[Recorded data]
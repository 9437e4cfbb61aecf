use crate::theme::Theme;
use std::collections::HashMap;
use std::sync::Mutex;

const GOLDEN_ANGLE: f32 = 137.507_77;

/// Hands out a stable color per key (cell name, component type, ...).
///
/// Shared between the graph builder and the per-node view callback, so
/// assignment goes through a lock rather than `&mut self`.
#[derive(Debug)]
pub struct ColorGenerator {
    state: Mutex<ColorState>,
}

#[derive(Debug, Clone)]
struct ColorState {
    assigned: HashMap<String, String>,
    palette: Vec<String>,
    next_palette: usize,
    generated: usize,
}

impl ColorGenerator {
    pub const SYSTEM: &'static str = "System";
    pub const ERROR: &'static str = "Error";
    pub const UNKNOWN: &'static str = "Unknown";

    pub fn new(theme: &Theme) -> Self {
        let mut assigned = HashMap::new();
        assigned.insert(Self::SYSTEM.to_string(), theme.system_color.clone());
        assigned.insert(Self::ERROR.to_string(), theme.error_color.clone());
        assigned.insert(Self::UNKNOWN.to_string(), theme.unknown_color.clone());
        Self {
            state: Mutex::new(ColorState {
                assigned,
                palette: theme.palette.clone(),
                next_palette: 0,
                generated: 0,
            }),
        }
    }

    pub fn get_color(&self, key: &str) -> String {
        let mut state = self.state.lock().unwrap_or_else(|poisoned| poisoned.into_inner());
        if let Some(color) = state.assigned.get(key) {
            return color.clone();
        }
        let color = state.next_color();
        state.assigned.insert(key.to_string(), color.clone());
        color
    }

    /// Assigns colors to `keys` in order, skipping keys that already have one.
    pub fn add_keys<I, S>(&self, keys: I)
    where
        I: IntoIterator<Item = S>,
        S: AsRef<str>,
    {
        for key in keys {
            self.get_color(key.as_ref());
        }
    }

    pub fn shade_color(color: &str, percent: f32) -> String {
        shade_color(color, percent)
    }
}

impl Default for ColorGenerator {
    fn default() -> Self {
        Self::new(&Theme::default())
    }
}

impl Clone for ColorGenerator {
    fn clone(&self) -> Self {
        let state = self.state.lock().unwrap_or_else(|poisoned| poisoned.into_inner());
        Self {
            state: Mutex::new(state.clone()),
        }
    }
}

impl ColorState {
    fn next_color(&mut self) -> String {
        if let Some(color) = self.palette.get(self.next_palette) {
            self.next_palette += 1;
            return color.clone();
        }
        let hue = (self.generated as f32 * GOLDEN_ANGLE) % 360.0;
        self.generated += 1;
        hsl_to_hex(hue, 0.55, 0.5)
    }
}

/// Moves each channel toward white (`percent > 0`) or black (`percent < 0`)
/// by `|percent|`. Unparseable colors come back unchanged.
pub fn shade_color(color: &str, percent: f32) -> String {
    let Some((r, g, b)) = parse_hex(color) else {
        return color.to_string();
    };
    let target = if percent < 0.0 { 0.0 } else { 255.0 };
    let p = percent.abs().min(1.0);
    // Rounds half up.
    let shade = |c: u8| -> u8 {
        let c = c as f32;
        (((target - c) * p + 0.5).floor() + c).clamp(0.0, 255.0) as u8
    };
    format!("#{:02x}{:02x}{:02x}", shade(r), shade(g), shade(b))
}

fn parse_hex(color: &str) -> Option<(u8, u8, u8)> {
    let hex = color.trim().strip_prefix('#')?;
    if !hex.chars().all(|c| c.is_ascii_hexdigit()) {
        return None;
    }
    match hex.len() {
        6 => Some((
            u8::from_str_radix(&hex[0..2], 16).ok()?,
            u8::from_str_radix(&hex[2..4], 16).ok()?,
            u8::from_str_radix(&hex[4..6], 16).ok()?,
        )),
        3 => {
            let digit = |i: usize| u8::from_str_radix(&hex[i..i + 1], 16).ok().map(|v| v * 17);
            Some((digit(0)?, digit(1)?, digit(2)?))
        }
        _ => None,
    }
}

fn hsl_to_hex(hue: f32, saturation: f32, lightness: f32) -> String {
    let c = (1.0 - (2.0 * lightness - 1.0).abs()) * saturation;
    let h = hue / 60.0;
    let x = c * (1.0 - (h % 2.0 - 1.0).abs());
    let (r, g, b) = match h as u32 {
        0 => (c, x, 0.0),
        1 => (x, c, 0.0),
        2 => (0.0, c, x),
        3 => (0.0, x, c),
        4 => (x, 0.0, c),
        _ => (c, 0.0, x),
    };
    let m = lightness - c / 2.0;
    let channel = |v: f32| ((v + m) * 255.0).round().clamp(0.0, 255.0) as u8;
    format!("#{:02x}{:02x}{:02x}", channel(r), channel(g), channel(b))
}
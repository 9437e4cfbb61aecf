use crate::error::Result;
use serde::{Deserialize, Deserializer, Serialize, Serializer};
use serde_json::Value;
use std::collections::BTreeMap;

const ERROR_TAG: &str = "error";
const HTTP_STATUS_TAG: &str = "http.status_code";

#[derive(Debug, Clone, Copy, PartialEq, Eq, Default)]
pub enum SpanKind {
    Client,
    Server,
    Producer,
    Consumer,
    #[default]
    Unknown,
}

impl SpanKind {
    pub fn from_token(token: &str) -> Self {
        match token.trim().to_ascii_uppercase().as_str() {
            "CLIENT" => Self::Client,
            "SERVER" => Self::Server,
            "PRODUCER" => Self::Producer,
            "CONSUMER" => Self::Consumer,
            _ => Self::Unknown,
        }
    }

    pub fn as_str(&self) -> &'static str {
        match self {
            Self::Client => "CLIENT",
            Self::Server => "SERVER",
            Self::Producer => "PRODUCER",
            Self::Consumer => "CONSUMER",
            Self::Unknown => "UNKNOWN",
        }
    }
}

impl Serialize for SpanKind {
    fn serialize<S: Serializer>(&self, serializer: S) -> std::result::Result<S::Ok, S::Error> {
        serializer.serialize_str(self.as_str())
    }
}

impl<'de> Deserialize<'de> for SpanKind {
    fn deserialize<D: Deserializer<'de>>(deserializer: D) -> std::result::Result<Self, D::Error> {
        let raw = Option::<String>::deserialize(deserializer)?;
        Ok(raw.as_deref().map(Self::from_token).unwrap_or_default())
    }
}

/// What kind of workload emitted a span.
#[derive(Debug, Clone, PartialEq, Eq)]
pub enum ComponentType {
    Component,
    System,
    Micro,
    Other(String),
}

impl ComponentType {
    pub fn from_token(token: &str) -> Self {
        match token.trim().to_ascii_lowercase().as_str() {
            "component" => Self::Component,
            "system" => Self::System,
            "micro" => Self::Micro,
            _ => Self::Other(token.to_string()),
        }
    }

    pub fn as_str(&self) -> &str {
        match self {
            Self::Component => "Component",
            Self::System => "System",
            Self::Micro => "Micro",
            Self::Other(value) => value,
        }
    }
}

impl Serialize for ComponentType {
    fn serialize<S: Serializer>(&self, serializer: S) -> std::result::Result<S::Ok, S::Error> {
        serializer.serialize_str(self.as_str())
    }
}

impl<'de> Deserialize<'de> for ComponentType {
    fn deserialize<D: Deserializer<'de>>(deserializer: D) -> std::result::Result<Self, D::Error> {
        let raw = String::deserialize(deserializer)?;
        Ok(Self::from_token(&raw))
    }
}

#[derive(Debug, Clone, PartialEq, Eq, Serialize, Deserialize)]
pub struct Cell {
    pub name: String,
}

#[derive(Debug, Clone, Serialize, Deserialize)]
#[serde(rename_all = "camelCase")]
pub struct Span {
    #[serde(default)]
    pub trace_id: String,
    pub span_id: String,
    #[serde(default, skip_serializing_if = "Option::is_none")]
    pub parent_id: Option<String>,
    pub service_name: String,
    #[serde(default)]
    pub operation_name: String,
    #[serde(default)]
    pub kind: SpanKind,
    /// Microseconds since the epoch.
    #[serde(default)]
    pub start_time: u64,
    /// Microseconds.
    #[serde(default)]
    pub duration: u64,
    #[serde(default, skip_serializing_if = "Option::is_none")]
    pub cell: Option<Cell>,
    #[serde(default, skip_serializing_if = "Option::is_none")]
    pub component_type: Option<ComponentType>,
    #[serde(default, deserialize_with = "nullable_tags")]
    pub tags: BTreeMap<String, Value>,
}

impl Span {
    pub fn new(span_id: &str, service_name: &str, kind: SpanKind) -> Self {
        Self {
            trace_id: String::new(),
            span_id: span_id.to_string(),
            parent_id: None,
            service_name: service_name.to_string(),
            operation_name: String::new(),
            kind,
            start_time: 0,
            duration: 0,
            cell: None,
            component_type: None,
            tags: BTreeMap::new(),
        }
    }

    pub fn cell_name(&self) -> Option<&str> {
        self.cell
            .as_ref()
            .map(|cell| cell.name.as_str())
            .filter(|name| !name.is_empty())
    }

    pub fn is_system_component(&self) -> bool {
        matches!(self.component_type, Some(ComponentType::System))
    }

    pub fn has_error(&self) -> bool {
        let flagged = match self.tags.get(ERROR_TAG) {
            Some(Value::Bool(flag)) => *flag,
            Some(Value::String(text)) => text.eq_ignore_ascii_case("true"),
            _ => false,
        };
        if flagged {
            return true;
        }
        let status = match self.tags.get(HTTP_STATUS_TAG) {
            Some(Value::Number(num)) => num.as_f64(),
            Some(Value::String(text)) => text.trim().parse::<f64>().ok(),
            _ => None,
        };
        status.is_some_and(|code| code >= 500.0)
    }
}

fn nullable_tags<'de, D>(deserializer: D) -> std::result::Result<BTreeMap<String, Value>, D::Error>
where
    D: Deserializer<'de>,
{
    Ok(Option::<BTreeMap<String, Value>>::deserialize(deserializer)?.unwrap_or_default())
}

#[derive(Deserialize)]
#[serde(untagged)]
enum SpanDocument {
    List(Vec<Span>),
    Wrapped { spans: Vec<Span> },
}

/// Accepts either a bare JSON array of spans or `{ "spans": [...] }`.
pub fn parse_spans(input: &str) -> Result<Vec<Span>> {
    let doc: SpanDocument = serde_json::from_str(input)?;
    Ok(match doc {
        SpanDocument::List(spans) => spans,
        SpanDocument::Wrapped { spans } => spans,
    })
}
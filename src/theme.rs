use serde::{Deserialize, Serialize};

const CELLERY_PALETTE: [&str; 12] = [
    "#3F51B5", "#009688", "#FF9800", "#9C27B0", "#4CAF50", "#2196F3", "#795548", "#E91E63",
    "#CDDC39", "#00BCD4", "#673AB7", "#FFC107",
];

const DARK_PALETTE: [&str; 12] = [
    "#7986CB", "#4DB6AC", "#FFB74D", "#BA68C8", "#81C784", "#64B5F6", "#A1887F", "#F06292",
    "#DCE775", "#4DD0E1", "#9575CD", "#FFD54F",
];

#[derive(Debug, Clone, Serialize, Deserialize)]
pub struct Theme {
    pub font_family: String,
    pub font_size: f32,
    pub help_font_size: f32,
    /// Colors handed out to cells and component types in order of first use.
    pub palette: Vec<String>,
    pub system_color: String,
    pub error_color: String,
    pub unknown_color: String,
    pub text_color: String,
    pub secondary_text_color: String,
    pub action_color: String,
    pub legend_background: String,
    pub legend_border: String,
    pub background: String,
}

impl Theme {
    pub fn cellery() -> Self {
        Self {
            font_family: "Roboto, Helvetica, Arial, sans-serif".to_string(),
            font_size: 12.0,
            help_font_size: 11.0,
            palette: CELLERY_PALETTE.iter().map(|c| c.to_string()).collect(),
            system_color: "#9E9E9E".to_string(),
            error_color: "#F44336".to_string(),
            unknown_color: "#71736F".to_string(),
            text_color: "#212121".to_string(),
            secondary_text_color: "#757575".to_string(),
            action_color: "#757575".to_string(),
            legend_background: "#FFFFFF".to_string(),
            legend_border: "#E0E0E0".to_string(),
            background: "#FFFFFF".to_string(),
        }
    }

    pub fn dark() -> Self {
        Self {
            font_family: "Roboto, Helvetica, Arial, sans-serif".to_string(),
            font_size: 12.0,
            help_font_size: 11.0,
            palette: DARK_PALETTE.iter().map(|c| c.to_string()).collect(),
            system_color: "#BDBDBD".to_string(),
            error_color: "#EF5350".to_string(),
            unknown_color: "#8D8F8B".to_string(),
            text_color: "#F5F5F5".to_string(),
            secondary_text_color: "#B0BEC5".to_string(),
            action_color: "#B0BEC5".to_string(),
            legend_background: "#263238".to_string(),
            legend_border: "#37474F".to_string(),
            background: "#1E272C".to_string(),
        }
    }
}

impl Default for Theme {
    fn default() -> Self {
        Self::cellery()
    }
}
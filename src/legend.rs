use crate::text_metrics::text_width;
use crate::theme::Theme;
use serde::Serialize;

pub const LEGEND_POPPER_ID: &str = "legend-popper";
pub const LEGEND_BUTTON_LABEL: &str = "Legend";
pub const LEGEND_PLACEMENT: &str = "top-end";
pub const LEGEND_FADE_MS: u32 = 350;

const PADDING: f32 = 16.0;
const ROW_HEIGHT: f32 = 28.0;
const GLYPH_SIZE: f32 = 20.0;
const TEXT_GAP: f32 = 5.0;
const ENTRY_GAP: f32 = 20.0;

/// Open/closed state of the legend popover and the element it hangs off.
#[derive(Debug, Clone, Default, PartialEq, Eq, Serialize)]
#[serde(rename_all = "camelCase")]
pub struct LegendState {
    pub anchor: Option<String>,
    pub open: bool,
}

impl LegendState {
    pub fn toggle(&mut self, anchor: impl Into<String>) {
        self.anchor = Some(anchor.into());
        self.open = !self.open;
    }

    pub fn popper_id(&self) -> Option<&'static str> {
        self.open.then_some(LEGEND_POPPER_ID)
    }
}

#[derive(Debug, Clone, Copy, PartialEq, Eq, Serialize)]
#[serde(rename_all = "kebab-case")]
pub enum LegendGlyph {
    Node,
    Dependency,
    Error,
}

#[derive(Debug, Clone, PartialEq, Eq, Serialize)]
#[serde(rename_all = "camelCase")]
pub struct LegendEntry {
    pub glyph: LegendGlyph,
    pub label: &'static str,
    #[serde(skip_serializing_if = "Option::is_none")]
    pub help: Option<&'static str>,
    /// Row the entry is drawn on; entries sharing a row sit side by side.
    pub row: usize,
}

pub struct Legend;

impl Legend {
    pub fn entries() -> Vec<LegendEntry> {
        vec![
            LegendEntry {
                glyph: LegendGlyph::Node,
                label: "Component/System component",
                help: Some("(Radius proportional to the request duration)"),
                row: 0,
            },
            LegendEntry {
                glyph: LegendGlyph::Dependency,
                label: "Dependency",
                help: None,
                row: 1,
            },
            LegendEntry {
                glyph: LegendGlyph::Error,
                label: "Error",
                help: None,
                row: 1,
            },
        ]
    }

    pub fn render_svg(theme: &Theme) -> String {
        let entries = Self::entries();
        let rows = entries.iter().map(|entry| entry.row).max().map_or(0, |row| row + 1);

        // Lay each row out left to right and keep the widest.
        let mut placed = Vec::with_capacity(entries.len());
        let mut width: f32 = 0.0;
        for row in 0..rows {
            let mut x = PADDING;
            for entry in entries.iter().filter(|e| e.row == row) {
                if x > PADDING {
                    x += ENTRY_GAP;
                }
                let glyph_x = x;
                x += GLYPH_SIZE + TEXT_GAP;
                let label_x = x;
                x += text_width(entry.label, theme.font_size, &theme.font_family);
                let mut help_x = None;
                if let Some(help) = entry.help {
                    x += TEXT_GAP;
                    help_x = Some(x);
                    x += text_width(help, theme.help_font_size, &theme.font_family);
                }
                placed.push((entry, glyph_x, label_x, help_x));
            }
            width = width.max(x + PADDING);
        }
        let height = PADDING * 2.0 + rows as f32 * ROW_HEIGHT;

        let mut svg = String::new();
        svg.push_str(&format!(
            "<svg xmlns=\"http://www.w3.org/2000/svg\" width=\"{width:.2}\" height=\"{height:.2}\" viewBox=\"0 0 {width:.2} {height:.2}\">"
        ));
        svg.push_str(&format!(
            "<rect x=\"0.5\" y=\"0.5\" width=\"{:.2}\" height=\"{:.2}\" rx=\"4\" ry=\"4\" fill=\"{}\" stroke=\"{}\"/>",
            width - 1.0,
            height - 1.0,
            theme.legend_background,
            theme.legend_border
        ));
        for (entry, glyph_x, label_x, help_x) in placed {
            let mid_y = PADDING + entry.row as f32 * ROW_HEIGHT + ROW_HEIGHT / 2.0;
            svg.push_str(&glyph_svg(entry.glyph, glyph_x, mid_y, theme));
            svg.push_str(&format!(
                "<text x=\"{label_x:.2}\" y=\"{:.2}\" font-family=\"{}\" font-size=\"{}\" fill=\"{}\">{}</text>",
                mid_y + theme.font_size * 0.35,
                escape_xml(&theme.font_family),
                theme.font_size,
                theme.text_color,
                escape_xml(entry.label)
            ));
            if let (Some(help), Some(help_x)) = (entry.help, help_x) {
                svg.push_str(&format!(
                    "<text x=\"{help_x:.2}\" y=\"{:.2}\" font-family=\"{}\" font-size=\"{}\" fill=\"{}\">{}</text>",
                    mid_y + theme.help_font_size * 0.35,
                    escape_xml(&theme.font_family),
                    theme.help_font_size,
                    theme.secondary_text_color,
                    escape_xml(help)
                ));
            }
        }
        svg.push_str("</svg>");
        svg
    }
}

fn glyph_svg(glyph: LegendGlyph, x: f32, mid_y: f32, theme: &Theme) -> String {
    let cx = x + GLYPH_SIZE / 2.0;
    match glyph {
        LegendGlyph::Node => format!(
            "<circle cx=\"{cx:.2}\" cy=\"{mid_y:.2}\" r=\"{:.2}\" fill=\"{}\"/>",
            GLYPH_SIZE * 0.3,
            theme.action_color
        ),
        LegendGlyph::Dependency => {
            let x2 = x + GLYPH_SIZE;
            format!(
                "<path d=\"M {x:.2} {mid_y:.2} L {:.2} {mid_y:.2}\" stroke=\"{color}\" stroke-width=\"2\" fill=\"none\"/><path d=\"M {:.2} {:.2} L {x2:.2} {mid_y:.2} L {:.2} {:.2} z\" fill=\"{color}\"/>",
                x2 - 4.0,
                x2 - 6.0,
                mid_y - 4.0,
                x2 - 6.0,
                mid_y + 4.0,
                color = theme.action_color
            )
        }
        LegendGlyph::Error => format!(
            "<circle cx=\"{cx:.2}\" cy=\"{mid_y:.2}\" r=\"{:.2}\" fill=\"{}\"/><path d=\"M {cx:.2} {:.2} L {cx:.2} {:.2} M {cx:.2} {:.2} L {cx:.2} {:.2}\" stroke=\"#ffffff\" stroke-width=\"2\"/>",
            GLYPH_SIZE * 0.42,
            theme.error_color,
            mid_y - 4.5,
            mid_y + 1.0,
            mid_y + 3.0,
            mid_y + 5.0
        ),
    }
}

fn escape_xml(input: &str) -> String {
    input
        .replace('&', "&amp;")
        .replace('<', "&lt;")
        .replace('>', "&gt;")
        .replace('"', "&quot;")
        .replace('\'', "&apos;")
}
use crate::color::{ColorGenerator, shade_color};
use crate::config::DiagramConfig;
use crate::error::{DiagramError, Result};
use crate::graph::{DependencyGraph, DurationRange};
use std::collections::HashMap;
use std::f32::consts::PI;
use std::sync::Arc;

const DATA_URI_PREFIX: &str = "data:image/svg+xml;charset=utf-8,";
// Keeps the outline stroke inside the viewBox.
const RING_INSET: f32 = 3.0;
const ERROR_BADGE_RING: &str = "M120.5,9.6C59.1,9.6,9,59.8,9,121.3S59.1,233,120.5,233S232,182.8,232,121.3S181.9,9.6,120.5,9.6z";
const ERROR_BADGE_MARK: &str = "M105.4,164.5h29.9v29.9h-29.9V164.5z M105.4,44.2h29.9v90.1h-29.9V44.2z";

/// Radius for a node whose representative span took `duration`.
pub fn node_radius(duration: u64, range: DurationRange, config: &DiagramConfig) -> f32 {
    if range.max == range.min {
        return config.max_radius;
    }
    let spread = (range.max - range.min) as f64;
    let offset = duration.saturating_sub(range.min).min(range.max - range.min) as f64;
    let radius = offset * (config.max_radius - config.min_radius) as f64 / spread;
    radius as f32 + config.min_radius
}

#[derive(Debug, Clone, Copy)]
struct NodeVisual {
    radius: f32,
    has_error: bool,
}

/// Produces the icon the graph widget draws for each node.
///
/// Radii are fixed when the generator is built; colors are looked up on
/// every call so opacity can vary per call.
#[derive(Debug, Clone)]
pub struct NodeViewGenerator {
    colors: Arc<ColorGenerator>,
    visuals: HashMap<String, NodeVisual>,
    config: DiagramConfig,
}

impl NodeViewGenerator {
    pub fn new(graph: &DependencyGraph, colors: Arc<ColorGenerator>, config: &DiagramConfig) -> Self {
        let range = graph.duration_range();
        let visuals = graph
            .nodes
            .iter()
            .map(|node| {
                let radius = range
                    .map(|range| node_radius(node.span.duration, range, config))
                    .unwrap_or(config.max_radius);
                let visual = NodeVisual {
                    radius,
                    has_error: node.span.has_error(),
                };
                (node.id.clone(), visual)
            })
            .collect();
        Self {
            colors,
            visuals,
            config: config.clone(),
        }
    }

    pub fn radius(&self, node_id: &str) -> Option<f32> {
        self.visuals.get(node_id).map(|visual| visual.radius)
    }

    /// Icon for `node_id` as a `data:` URI, with colors shaded by `opacity`.
    pub fn view(&self, node_id: &str, opacity: f32) -> Result<String> {
        let svg = self.svg(node_id, opacity)?;
        Ok(format!("{DATA_URI_PREFIX}{}", urlencoding::encode(&svg)))
    }

    pub fn svg(&self, node_id: &str, opacity: f32) -> Result<String> {
        let visual = self
            .visuals
            .get(node_id)
            .ok_or_else(|| DiagramError::UnknownNode(node_id.to_string()))?;

        let color_key = if node_id == self.config.global_gateway {
            ColorGenerator::SYSTEM
        } else {
            node_id.split(':').next().unwrap_or(node_id)
        };
        let color = shade_color(&self.colors.get_color(color_key), opacity);
        let outline_color = shade_color(&color, self.config.outline_shade);

        let size = self.config.icon_size;
        let center = size / 2.0;
        let mut svg = String::new();
        svg.push_str(&format!(
            "<svg version=\"1.1\" xmlns=\"http://www.w3.org/2000/svg\" xmlns:xlink=\"http://www.w3.org/1999/xlink\" x=\"0px\" y=\"0px\" width=\"{size}px\" height=\"{size}px\" viewBox=\"0 0 {size} {size}\" style=\"enable-background:new 0 0 {size} {size}\" xml:space=\"preserve\">"
        ));
        let circle = format!(
            "<circle cx=\"{center}\" cy=\"{center}\" r=\"{:.2}\" fill=\"{color}\" stroke=\"{outline_color}\" stroke-width=\"{}\"/>",
            (visual.radius - RING_INSET).max(0.0),
            self.config.outline_width
        );

        if visual.has_error {
            let error_color = shade_color(&self.colors.get_color(ColorGenerator::ERROR), opacity);
            // Badge sits on the circle's upper-right edge.
            let badge_x = self.config.error_badge_x;
            let badge_y = center - visual.radius * (PI / 4.0) - self.config.error_badge_gap;
            let scale = self.config.error_badge_scale;
            svg.push_str(&format!("<g><g><g>{circle}</g></g>"));
            svg.push_str(&format!(
                "<g transform=\"translate({badge_x:.2},{badge_y:.2}) scale({scale}, {scale})\">"
            ));
            svg.push_str(&format!(
                "<path stroke=\"#fff\" stroke-width=\"10\" fill=\"{error_color}\" d=\"{ERROR_BADGE_RING}\"/>"
            ));
            svg.push_str(&format!("<path fill=\"#ffffff\" d=\"{ERROR_BADGE_MARK}\"/></g></g>"));
        } else {
            svg.push_str(&circle);
        }
        svg.push_str("</svg>");
        Ok(svg)
    }
}

#[cfg(test)]
mod tests {
    use super::*;
    use crate::span::{Cell, Span, SpanKind};
    use crate::system::SystemSpanFilter;
    use crate::trace::TraceTree;
    use serde_json::json;

    fn range(min: u64, max: u64) -> DurationRange {
        DurationRange { min, max }
    }

    #[test]
    fn radius_interpolates_between_bounds() {
        let config = DiagramConfig::default();
        assert_eq!(node_radius(100, range(100, 300), &config), 60.0);
        assert_eq!(node_radius(300, range(100, 300), &config), 120.0);
        assert_eq!(node_radius(200, range(100, 300), &config), 90.0);
    }

    #[test]
    fn equal_durations_use_max_radius() {
        let config = DiagramConfig::default();
        assert_eq!(node_radius(42, range(42, 42), &config), 120.0);
    }

    fn generator(error: bool) -> NodeViewGenerator {
        let mut client = Span::new("1", "gateway", SpanKind::Client);
        client.cell = Some(Cell {
            name: "hr".to_string(),
        });
        client.duration = 1000;
        let mut server = Span::new("1", "employee", SpanKind::Server);
        server.cell = Some(Cell {
            name: "hr".to_string(),
        });
        server.duration = 500;
        if error {
            server.tags.insert("error".into(), json!(true));
        }
        let tree = TraceTree::from_spans(vec![client, server]).unwrap().unwrap();
        let colors = Arc::new(ColorGenerator::default());
        let config = DiagramConfig::default();
        let graph = DependencyGraph::build(&tree, &colors, &SystemSpanFilter::default(), &config);
        NodeViewGenerator::new(&graph, colors, &config)
    }

    #[test]
    fn plain_node_is_a_single_circle() {
        let views = generator(false);
        assert_eq!(views.radius("hr:gateway"), Some(120.0));
        assert_eq!(views.radius("hr:employee"), Some(60.0));
        let svg = views.svg("hr:gateway", 0.0).unwrap();
        assert!(svg.starts_with("<svg"));
        assert!(svg.ends_with("</svg>"));
        assert!(svg.contains("r=\"117.00\""));
        assert!(svg.contains("stroke-width=\"5\""));
        assert!(!svg.contains("<path"));
    }

    #[test]
    fn cell_nodes_share_the_cell_color() {
        let views = generator(false);
        let colors = ColorGenerator::default();
        let hr = colors.get_color("hr");
        let svg = views.svg("hr:employee", 0.0).unwrap();
        assert!(svg.contains(&format!("fill=\"{}\"", hr.to_ascii_lowercase())));
        assert!(svg.contains(&format!("stroke=\"{}\"", shade_color(&hr, -0.08))));
    }

    #[test]
    fn error_node_carries_badge() {
        let views = generator(true);
        let svg = views.svg("hr:employee", 0.0).unwrap();
        assert!(svg.contains("scale(0.35, 0.35)"));
        assert!(svg.contains(ERROR_BADGE_MARK));
        // 120 - 60 * pi / 4 - 30
        assert!(svg.contains("translate(150.00,42.88)"));
        let healthy = views.svg("hr:gateway", 0.0).unwrap();
        assert!(!healthy.contains(ERROR_BADGE_MARK));
    }

    #[test]
    fn view_is_an_encoded_data_uri() {
        let views = generator(false);
        let uri = views.view("hr:gateway", 0.2).unwrap();
        assert!(uri.starts_with(DATA_URI_PREFIX));
        let encoded = &uri[DATA_URI_PREFIX.len()..];
        assert!(!encoded.contains('<'));
        let decoded = urlencoding::decode(encoded).unwrap();
        assert!(decoded.contains("<circle"));
    }

    #[test]
    fn unknown_node_is_an_error() {
        let views = generator(false);
        assert!(matches!(views.view("nope", 0.0), Err(DiagramError::UnknownNode(_))));
    }

    #[test]
    fn global_gateway_uses_system_color() {
        let client = Span::new("1", "global-gateway", SpanKind::Client);
        let server = Span::new("1", "backend", SpanKind::Server);
        let tree = TraceTree::from_spans(vec![client, server]).unwrap().unwrap();
        let colors = Arc::new(ColorGenerator::default());
        let config = DiagramConfig::default();
        let graph = DependencyGraph::build(&tree, &colors, &SystemSpanFilter::default(), &config);
        let views = NodeViewGenerator::new(&graph, colors.clone(), &config);
        let svg = views.svg("global-gateway", 0.0).unwrap();
        let system = shade_color(&colors.get_color(ColorGenerator::SYSTEM), 0.0);
        assert!(svg.contains(&format!("fill=\"{system}\"")));
    }
}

- **Your assignment**: In the records above, find the lines holding "input". Copy each one.

- **Exercise response**:
pub fn parse_spans(input: &str) -> Result<Vec<Span>> {
    let doc: SpanDocument = serde_json::from_str(input)?;
fn escape_xml(input: &str) -> String {
    input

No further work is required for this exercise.